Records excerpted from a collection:
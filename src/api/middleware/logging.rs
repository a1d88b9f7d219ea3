//! Request logging middleware with header redaction

use std::time::Instant;

use axum::{body::Body, extract::MatchedPath, http::Request, middleware::Next, response::Response};
use tracing::info;

/// Header carrying the request id, generated when absent
pub const REQUEST_ID_HEADER: &str = "x-request-id";

/// Log each request and its completion.
///
/// Runs inside the `TraceLayer` span, so it does not open a span itself.
pub async fn logging_middleware(request: Request<Body>, next: Next) -> Response {
    let start = Instant::now();
    let method = request.method().clone();
    let path = extract_path(&request);
    let request_id = extract_request_id(&request);
    let headers_log = loggable_headers(&request);

    info!(
        method = %method,
        path = %path,
        request_id = %request_id,
        headers = %headers_log,
        "Incoming request"
    );

    let mut response = next.run(request).await;

    info!(
        method = %method,
        path = %path,
        status = response.status().as_u16(),
        duration_ms = start.elapsed().as_millis() as u64,
        request_id = %request_id,
        "Request completed"
    );

    if let Ok(value) = request_id.parse() {
        response.headers_mut().insert(REQUEST_ID_HEADER, value);
    }

    response
}

fn extract_path(request: &Request<Body>) -> String {
    request
        .extensions()
        .get::<MatchedPath>()
        .map(|mp| mp.as_str().to_string())
        .unwrap_or_else(|| request.uri().path().to_string())
}

fn extract_request_id(request: &Request<Body>) -> String {
    request
        .headers()
        .get(REQUEST_ID_HEADER)
        .and_then(|v| v.to_str().ok())
        .map(|s| s.to_string())
        .unwrap_or_else(|| uuid::Uuid::new_v4().to_string())
}

fn loggable_headers(request: &Request<Body>) -> String {
    request
        .headers()
        .iter()
        .filter_map(|(name, value)| {
            let name = name.as_str().to_ascii_lowercase();
            if !should_log_header(&name) {
                return None;
            }
            let value = if is_sensitive_header(&name) {
                "[REDACTED]"
            } else {
                value.to_str().unwrap_or("[invalid]")
            };
            Some(format!("{}={}", name, value))
        })
        .collect::<Vec<_>>()
        .join(", ")
}

fn is_sensitive_header(name: &str) -> bool {
    matches!(
        name,
        "authorization" | "x-api-key" | "cookie" | "proxy-authorization"
    )
}

fn should_log_header(name: &str) -> bool {
    matches!(
        name,
        "content-type"
            | "content-length"
            | "origin"
            | "user-agent"
            | "x-request-id"
            | "x-forwarded-for"
            | "authorization"
            | "cookie"
    )
}

#[cfg(test)]
mod tests {
    use super::*;

    #[test]
    fn test_is_sensitive_header() {
        assert!(is_sensitive_header("authorization"));
        assert!(is_sensitive_header("cookie"));
        assert!(!is_sensitive_header("content-type"));
    }

    #[test]
    fn test_loggable_headers_redacts_secrets() {
        let request = Request::builder()
            .header("Authorization", "Bearer secret")
            .header("Content-Type", "application/json")
            .header("ETag", "abc")
            .body(Body::empty())
            .unwrap();

        let logged = loggable_headers(&request);
        assert!(logged.contains("authorization=[REDACTED]"));
        assert!(logged.contains("content-type=application/json"));
        assert!(!logged.contains("secret"));
        assert!(!logged.contains("etag"));
    }

    #[test]
    fn test_request_id_is_kept() {
        let request = Request::builder()
            .header(REQUEST_ID_HEADER, "req-42")
            .body(Body::empty())
            .unwrap();

        assert_eq!(extract_request_id(&request), "req-42");
    }
}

■ Task goal
I would like you to output every record exactly as written.

■ Solution
filename src/api/middleware/logging.rs
repository a1d88b9f7d219ea3
//! Request logging middleware with header redaction

use std::time::Instant;

use axum::{body::Body, extract::MatchedPath, http::Request, middleware::Next, response::Response};
use tracing::info;

/// Header carrying the request id, generated when absent
pub const REQUEST_ID_HEADER: &str = "x-request-id";

/// Log each request and its completion.
///
/// Runs inside the `TraceLayer` span, so it does not open a span itself.
pub async fn logging_middleware(request: Request<Body>, next: Next) -> Response {
    let start = Instant::now();
    let method = request.method().clone();
    let path = extract_path(&request);
    let request_id = extract_request_id(&request);
    let headers_log = loggable_headers(&request);

    info!(
        method = %method,
        path = %path,
        request_id = %request_id,
        headers = %headers_log,
        "Incoming request"
    );

    let mut response = next.run(request).await;

    info!(
        method = %method,
        path = %path,
        status = response.status().as_u16(),
        duration_ms = start.elapsed().as_millis() as u64,
        request_id = %request_id,
        "Request completed"
    );

    if let Ok(value) = request_id.parse() {
        response.headers_mut().insert(REQUEST_ID_HEADER, value);
    }

    response
}

fn extract_path(request: &Request<Body>) -> String {
    request
        .extensions()
        .get::<MatchedPath>()
        .map(|mp| mp.as_str().to_string())
        .unwrap_or_else(|| request.uri().path().to_string())
}

fn extract_request_id(request: &Request<Body>) -> String {
    request
        .headers()
        .get(REQUEST_ID_HEADER)
        .and_then(|v| v.to_str().ok())
        .map(|s| s.to_string())
        .unwrap_or_else(|| uuid::Uuid::new_v4().to_string())
}

fn loggable_headers(request: &Request<Body>) -> String {
    request
        .headers()
        .iter()
        .filter_map(|(name, value)| {
            let name = name.as_str().to_ascii_lowercase();
            if !should_log_header(&name) {
                return None;
            }
            let value = if is_sensitive_header(&name) {
                "[REDACTED]"
            } else {
                value.to_str().unwrap_or("[invalid]")
            };
            Some(format!("{}={}", name, value))
        })
        .collect::<Vec<_>>()
        .join(", ")
}

fn is_sensitive_header(name: &str) -> bool {
    matches!(
        name,
        "authorization" | "x-api-key" | "cookie" | "proxy-authorization"
    )
}

fn should_log_header(name: &str) -> bool {
    matches!(
        name,
        "content-type"
            | "content-length"
            | "origin"
            | "user-agent"
            | "x-request-id"
            | "x-forwarded-for"
            | "authorization"
            | "cookie"
    )
}

#[cfg(test)]
mod tests {
    use super::*;

    #[test]
    fn test_is_sensitive_header() {
        assert!(is_sensitive_header("authorization"));
        assert!(is_sensitive_header("cookie"));
        assert!(!is_sensitive_header("content-type"));
    }

    #[test]
    fn test_loggable_headers_redacts_secrets() {
        let request = Request::builder()
            .header("Authorization", "Bearer secret")
            .header("Content-Type", "application/json")
            .header("ETag", "abc")
            .body(Body::empty())
            .unwrap();

        let logged = loggable_headers(&request);
        assert!(logged.contains("authorization=[REDACTED]"));
        assert!(logged.contains("content-type=application/json"));
        assert!(!logged.contains("secret"));
        assert!(!logged.contains("etag"));
    }

    #[test]
    fn test_request_id_is_kept() {
        let request = Request::builder()
            .header(REQUEST_ID_HEADER, "req-42")
            .body(Body::empty())
            .unwrap();

        assert_eq!(extract_request_id(&request), "req-42");
    }
}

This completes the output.